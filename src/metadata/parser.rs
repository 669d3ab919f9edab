/// Line prefix that introduces the comma-separated requirement list
pub const REQUIRES_MARKER: &str = "Requires:";

/// Extract the direct requirements from package metadata text
///
/// Only the first line starting with [`REQUIRES_MARKER`] is considered.
/// Tokens are trimmed and blank tokens are dropped, so a malformed list such
/// as `Requires: a,, b ,` yields `["a", "b"]`. Names keep the order in which
/// they appear; repeated names are reported once.
pub fn parse_requirements(metadata: &str) -> Vec<String> {
    let Some(line) = metadata
        .lines()
        .find(|line| line.starts_with(REQUIRES_MARKER))
    else {
        return Vec::new();
    };

    let mut requirements: Vec<String> = Vec::new();
    for token in line[REQUIRES_MARKER.len()..].split(',') {
        let name = token.trim();
        if !name.is_empty() && !requirements.iter().any(|existing| existing == name) {
            requirements.push(name.to_string());
        }
    }

    requirements
}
-----
WORK ORDER.
Mind each word and retype the entire listing above.

SOLUTION BELOW.
filename src/metadata/parser.rs
repository 669d3ab919f9edab
/// Line prefix that introduces the comma-separated requirement list
pub const REQUIRES_MARKER: &str = "Requires:";

/// Extract the direct requirements from package metadata text
///
/// Only the first line starting with [`REQUIRES_MARKER`] is considered.
/// Tokens are trimmed and blank tokens are dropped, so a malformed list such
/// as `Requires: a,, b ,` yields `["a", "b"]`. Names keep the order in which
/// they appear; repeated names are reported once.
pub fn parse_requirements(metadata: &str) -> Vec<String> {
    let Some(line) = metadata
        .lines()
        .find(|line| line.starts_with(REQUIRES_MARKER))
    else {
        return Vec::new();
    };

    let mut requirements: Vec<String> = Vec::new();
    for token in line[REQUIRES_MARKER.len()..].split(',') {
        let name = token.trim();
        if !name.is_empty() && !requirements.iter().any(|existing| existing == name) {
            requirements.push(name.to_string());
        }
    }

    requirements
}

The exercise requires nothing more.